ACTIVITY. Each entry that follows must be output without any deviation.

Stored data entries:

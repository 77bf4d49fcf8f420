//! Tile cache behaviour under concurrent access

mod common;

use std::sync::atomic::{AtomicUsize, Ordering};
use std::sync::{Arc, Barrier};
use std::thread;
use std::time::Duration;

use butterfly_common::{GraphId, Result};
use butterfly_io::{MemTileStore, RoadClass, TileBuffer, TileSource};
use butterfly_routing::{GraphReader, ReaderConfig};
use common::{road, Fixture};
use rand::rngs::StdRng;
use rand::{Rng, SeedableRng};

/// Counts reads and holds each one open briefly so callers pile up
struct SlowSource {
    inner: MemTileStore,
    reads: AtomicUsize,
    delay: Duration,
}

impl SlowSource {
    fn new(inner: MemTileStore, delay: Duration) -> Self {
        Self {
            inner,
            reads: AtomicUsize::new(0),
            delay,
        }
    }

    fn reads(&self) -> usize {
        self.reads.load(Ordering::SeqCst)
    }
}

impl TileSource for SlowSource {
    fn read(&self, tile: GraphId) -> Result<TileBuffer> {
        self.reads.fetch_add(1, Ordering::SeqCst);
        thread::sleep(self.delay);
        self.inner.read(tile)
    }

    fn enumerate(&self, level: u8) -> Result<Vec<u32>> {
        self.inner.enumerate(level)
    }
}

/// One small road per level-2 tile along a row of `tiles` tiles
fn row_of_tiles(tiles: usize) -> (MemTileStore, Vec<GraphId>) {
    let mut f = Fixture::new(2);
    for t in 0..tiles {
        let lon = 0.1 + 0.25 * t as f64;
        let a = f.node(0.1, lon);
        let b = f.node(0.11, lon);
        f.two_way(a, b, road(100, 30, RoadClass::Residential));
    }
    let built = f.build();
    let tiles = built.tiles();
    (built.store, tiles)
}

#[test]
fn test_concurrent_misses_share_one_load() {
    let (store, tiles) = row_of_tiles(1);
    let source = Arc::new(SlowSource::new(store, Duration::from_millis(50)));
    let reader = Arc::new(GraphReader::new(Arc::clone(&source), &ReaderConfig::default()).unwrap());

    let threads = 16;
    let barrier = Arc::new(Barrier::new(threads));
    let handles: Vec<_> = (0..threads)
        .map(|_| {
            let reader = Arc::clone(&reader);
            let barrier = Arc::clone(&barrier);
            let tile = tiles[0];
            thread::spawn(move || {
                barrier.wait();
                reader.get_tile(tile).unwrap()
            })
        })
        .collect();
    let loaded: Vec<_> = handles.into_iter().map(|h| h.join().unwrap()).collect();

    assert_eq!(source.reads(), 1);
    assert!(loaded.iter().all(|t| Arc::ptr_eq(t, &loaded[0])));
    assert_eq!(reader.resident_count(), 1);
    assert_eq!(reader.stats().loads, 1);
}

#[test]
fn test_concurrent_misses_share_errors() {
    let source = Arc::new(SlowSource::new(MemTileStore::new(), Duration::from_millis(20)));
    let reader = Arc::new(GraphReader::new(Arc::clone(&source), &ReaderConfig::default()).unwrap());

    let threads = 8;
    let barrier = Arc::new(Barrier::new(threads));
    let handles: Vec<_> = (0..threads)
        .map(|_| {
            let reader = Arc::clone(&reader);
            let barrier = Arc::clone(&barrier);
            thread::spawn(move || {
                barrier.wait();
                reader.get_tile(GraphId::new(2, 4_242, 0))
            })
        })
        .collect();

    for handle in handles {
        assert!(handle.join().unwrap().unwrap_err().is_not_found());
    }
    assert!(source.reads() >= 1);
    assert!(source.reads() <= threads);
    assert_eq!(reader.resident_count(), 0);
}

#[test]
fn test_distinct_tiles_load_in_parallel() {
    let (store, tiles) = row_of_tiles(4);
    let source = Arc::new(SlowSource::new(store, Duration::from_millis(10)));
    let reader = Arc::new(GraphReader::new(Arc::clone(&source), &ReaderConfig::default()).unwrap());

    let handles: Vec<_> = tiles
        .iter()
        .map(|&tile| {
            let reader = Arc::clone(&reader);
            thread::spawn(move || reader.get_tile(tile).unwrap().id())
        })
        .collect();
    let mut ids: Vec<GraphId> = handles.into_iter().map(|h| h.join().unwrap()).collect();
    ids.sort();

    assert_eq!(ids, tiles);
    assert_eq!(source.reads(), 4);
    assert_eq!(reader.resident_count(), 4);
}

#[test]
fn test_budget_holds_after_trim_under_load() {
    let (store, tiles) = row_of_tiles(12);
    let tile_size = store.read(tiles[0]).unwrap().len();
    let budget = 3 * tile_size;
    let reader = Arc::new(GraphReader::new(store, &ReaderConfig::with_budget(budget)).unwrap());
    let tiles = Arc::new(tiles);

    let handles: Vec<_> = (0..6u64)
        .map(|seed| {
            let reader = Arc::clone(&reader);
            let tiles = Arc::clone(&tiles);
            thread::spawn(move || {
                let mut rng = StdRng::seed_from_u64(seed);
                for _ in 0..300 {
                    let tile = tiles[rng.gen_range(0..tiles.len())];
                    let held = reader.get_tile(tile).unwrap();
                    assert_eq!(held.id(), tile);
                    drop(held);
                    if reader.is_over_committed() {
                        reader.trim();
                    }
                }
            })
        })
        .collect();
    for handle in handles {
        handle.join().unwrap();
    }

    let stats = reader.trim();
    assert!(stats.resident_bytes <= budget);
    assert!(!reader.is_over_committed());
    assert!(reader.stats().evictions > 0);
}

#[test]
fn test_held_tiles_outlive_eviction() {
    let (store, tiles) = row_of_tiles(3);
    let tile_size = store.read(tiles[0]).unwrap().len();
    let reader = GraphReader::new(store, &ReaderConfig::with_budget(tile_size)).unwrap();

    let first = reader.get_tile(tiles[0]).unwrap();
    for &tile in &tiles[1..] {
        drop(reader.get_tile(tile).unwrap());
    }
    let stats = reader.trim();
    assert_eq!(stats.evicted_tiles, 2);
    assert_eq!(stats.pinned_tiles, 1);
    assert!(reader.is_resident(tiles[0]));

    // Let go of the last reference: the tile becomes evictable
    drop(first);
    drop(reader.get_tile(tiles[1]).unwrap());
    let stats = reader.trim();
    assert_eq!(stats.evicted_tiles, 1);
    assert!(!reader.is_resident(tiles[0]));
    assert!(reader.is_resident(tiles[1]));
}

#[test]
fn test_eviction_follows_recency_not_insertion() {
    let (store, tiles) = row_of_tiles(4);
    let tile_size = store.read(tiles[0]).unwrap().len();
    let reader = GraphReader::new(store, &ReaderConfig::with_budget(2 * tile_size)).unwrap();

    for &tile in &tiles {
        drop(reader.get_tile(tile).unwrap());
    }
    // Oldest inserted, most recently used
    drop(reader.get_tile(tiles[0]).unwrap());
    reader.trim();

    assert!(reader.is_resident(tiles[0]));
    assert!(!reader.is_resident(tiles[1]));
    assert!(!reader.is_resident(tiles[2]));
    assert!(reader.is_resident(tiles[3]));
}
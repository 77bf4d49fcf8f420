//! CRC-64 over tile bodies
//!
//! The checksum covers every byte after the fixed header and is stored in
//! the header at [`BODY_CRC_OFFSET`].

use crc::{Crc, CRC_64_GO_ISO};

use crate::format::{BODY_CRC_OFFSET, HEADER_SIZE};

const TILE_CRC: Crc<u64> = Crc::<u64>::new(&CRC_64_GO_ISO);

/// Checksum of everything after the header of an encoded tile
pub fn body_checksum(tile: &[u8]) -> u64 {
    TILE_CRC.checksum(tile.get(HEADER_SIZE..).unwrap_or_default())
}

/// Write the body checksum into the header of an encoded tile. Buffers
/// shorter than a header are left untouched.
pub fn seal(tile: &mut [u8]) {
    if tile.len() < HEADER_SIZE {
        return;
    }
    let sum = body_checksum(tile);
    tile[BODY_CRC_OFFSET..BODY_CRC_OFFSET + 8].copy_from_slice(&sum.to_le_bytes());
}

ANSWER TO THIS TASK.
repository 77bf4d49fcf8f420
//! Tile cache behaviour under concurrent access

mod common;

use std::sync::atomic::{AtomicUsize, Ordering};
use std::sync::{Arc, Barrier};
use std::thread;
use std::time::Duration;

use butterfly_common::{GraphId, Result};
use butterfly_io::{MemTileStore, RoadClass, TileBuffer, TileSource};
use butterfly_routing::{GraphReader, ReaderConfig};
use common::{road, Fixture};
use rand::rngs::StdRng;
use rand::{Rng, SeedableRng};

/// Counts reads and holds each one open briefly so callers pile up
struct SlowSource {
    inner: MemTileStore,
    reads: AtomicUsize,
    delay: Duration,
}

impl SlowSource {
    fn new(inner: MemTileStore, delay: Duration) -> Self {
        Self {
            inner,
            reads: AtomicUsize::new(0),
            delay,
        }
    }

    fn reads(&self) -> usize {
        self.reads.load(Ordering::SeqCst)
    }
}

impl TileSource for SlowSource {
    fn read(&self, tile: GraphId) -> Result<TileBuffer> {
        self.reads.fetch_add(1, Ordering::SeqCst);
        thread::sleep(self.delay);
        self.inner.read(tile)
    }

    fn enumerate(&self, level: u8) -> Result<Vec<u32>> {
        self.inner.enumerate(level)
    }
}

/// One small road per level-2 tile along a row of `tiles` tiles
fn row_of_tiles(tiles: usize) -> (MemTileStore, Vec<GraphId>) {
    let mut f = Fixture::new(2);
    for t in 0..tiles {
        let lon = 0.1 + 0.25 * t as f64;
        let a = f.node(0.1, lon);
        let b = f.node(0.11, lon);
        f.two_way(a, b, road(100, 30, RoadClass::Residential));
    }
    let built = f.build();
    let tiles = built.tiles();
    (built.store, tiles)
}

#[test]
fn test_concurrent_misses_share_one_load() {
    let (store, tiles) = row_of_tiles(1);
    let source = Arc::new(SlowSource::new(store, Duration::from_millis(50)));
    let reader = Arc::new(GraphReader::new(Arc::clone(&source), &ReaderConfig::default()).unwrap());

    let threads = 16;
    let barrier = Arc::new(Barrier::new(threads));
    let handles: Vec<_> = (0..threads)
        .map(|_| {
            let reader = Arc::clone(&reader);
            let barrier = Arc::clone(&barrier);
            let tile = tiles[0];
            thread::spawn(move || {
                barrier.wait();
                reader.get_tile(tile).unwrap()
            })
        })
        .collect();
    let loaded: Vec<_> = handles.into_iter().map(|h| h.join().unwrap()).collect();

    assert_eq!(source.reads(), 1);
    assert!(loaded.iter().all(|t| Arc::ptr_eq(t, &loaded[0])));
    assert_eq!(reader.resident_count(), 1);
    assert_eq!(reader.stats().loads, 1);
}

#[test]
fn test_concurrent_misses_share_errors() {
    let source = Arc::new(SlowSource::new(MemTileStore::new(), Duration::from_millis(20)));
    let reader = Arc::new(GraphReader::new(Arc::clone(&source), &ReaderConfig::default()).unwrap());

    let threads = 8;
    let barrier = Arc::new(Barrier::new(threads));
    let handles: Vec<_> = (0..threads)
        .map(|_| {
            let reader = Arc::clone(&reader);
            let barrier = Arc::clone(&barrier);
            thread::spawn(move || {
                barrier.wait();
                reader.get_tile(GraphId::new(2, 4_242, 0))
            })
        })
        .collect();

    for handle in handles {
        assert!(handle.join().unwrap().unwrap_err().is_not_found());
    }
    assert!(source.reads() >= 1);
    assert!(source.reads() <= threads);
    assert_eq!(reader.resident_count(), 0);
}

#[test]
fn test_distinct_tiles_load_in_parallel() {
    let (store, tiles) = row_of_tiles(4);
    let source = Arc::new(SlowSource::new(store, Duration::from_millis(10)));
    let reader = Arc::new(GraphReader::new(Arc::clone(&source), &ReaderConfig::default()).unwrap());

    let handles: Vec<_> = tiles
        .iter()
        .map(|&tile| {
            let reader = Arc::clone(&reader);
            thread::spawn(move || reader.get_tile(tile).unwrap().id())
        })
        .collect();
    let mut ids: Vec<GraphId> = handles.into_iter().map(|h| h.join().unwrap()).collect();
    ids.sort();

    assert_eq!(ids, tiles);
    assert_eq!(source.reads(), 4);
    assert_eq!(reader.resident_count(), 4);
}

#[test]
fn test_budget_holds_after_trim_under_load() {
    let (store, tiles) = row_of_tiles(12);
    let tile_size = store.read(tiles[0]).unwrap().len();
    let budget = 3 * tile_size;
    let reader = Arc::new(GraphReader::new(store, &ReaderConfig::with_budget(budget)).unwrap());
    let tiles = Arc::new(tiles);

    let handles: Vec<_> = (0..6u64)
        .map(|seed| {
            let reader = Arc::clone(&reader);
            let tiles = Arc::clone(&tiles);
            thread::spawn(move || {
                let mut rng = StdRng::seed_from_u64(seed);
                for _ in 0..300 {
                    let tile = tiles[rng.gen_range(0..tiles.len())];
                    let held = reader.get_tile(tile).unwrap();
                    assert_eq!(held.id(), tile);
                    drop(held);
                    if reader.is_over_committed() {
                        reader.trim();
                    }
                }
            })
        })
        .collect();
    for handle in handles {
        handle.join().unwrap();
    }

    let stats = reader.trim();
    assert!(stats.resident_bytes <= budget);
    assert!(!reader.is_over_committed());
    assert!(reader.stats().evictions > 0);
}

#[test]
fn test_held_tiles_outlive_eviction() {
    let (store, tiles) = row_of_tiles(3);
    let tile_size = store.read(tiles[0]).unwrap().len();
    let reader = GraphReader::new(store, &ReaderConfig::with_budget(tile_size)).unwrap();

    let first = reader.get_tile(tiles[0]).unwrap();
    for &tile in &tiles[1..] {
        drop(reader.get_tile(tile).unwrap());
    }
    let stats = reader.trim();
    assert_eq!(stats.evicted_tiles, 2);
    assert_eq!(stats.pinned_tiles, 1);
    assert!(reader.is_resident(tiles[0]));

    // Let go of the last reference: the tile becomes evictable
    drop(first);
    drop(reader.get_tile(tiles[1]).unwrap());
    let stats = reader.trim();
    assert_eq!(stats.evicted_tiles, 1);
    assert!(!reader.is_resident(tiles[0]));
    assert!(reader.is_resident(tiles[1]));
}

#[test]
fn test_eviction_follows_recency_not_insertion() {
    let (store, tiles) = row_of_tiles(4);
    let tile_size = store.read(tiles[0]).unwrap().len();
    let reader = GraphReader::new(store, &ReaderConfig::with_budget(2 * tile_size)).unwrap();

    for &tile in &tiles {
        drop(reader.get_tile(tile).unwrap());
    }
    // Oldest inserted, most recently used
    drop(reader.get_tile(tiles[0]).unwrap());
    reader.trim();

    assert!(reader.is_resident(tiles[0]));
    assert!(!reader.is_resident(tiles[1]));
    assert!(!reader.is_resident(tiles[2]));
    assert!(reader.is_resident(tiles[3]));
}
repository 77bf4d49fcf8f420
//! CRC-64 over tile bodies
//!
//! The checksum covers every byte after the fixed header and is stored in
//! the header at [`BODY_CRC_OFFSET`].

use crc::{Crc, CRC_64_GO_ISO};

use crate::format::{BODY_CRC_OFFSET, HEADER_SIZE};

const TILE_CRC: Crc<u64> = Crc::<u64>::new(&CRC_64_GO_ISO);

/// Checksum of everything after the header of an encoded tile
pub fn body_checksum(tile: &[u8]) -> u64 {
    TILE_CRC.checksum(tile.get(HEADER_SIZE..).unwrap_or_default())
}

/// Write the body checksum into the header of an encoded tile. Buffers
/// shorter than a header are left untouched.
pub fn seal(tile: &mut [u8]) {
    if tile.len() < HEADER_SIZE {
        return;
    }
    let sum = body_checksum(tile);
    tile[BODY_CRC_OFFSET..BODY_CRC_OFFSET + 8].copy_from_slice(&sum.to_le_bytes());
}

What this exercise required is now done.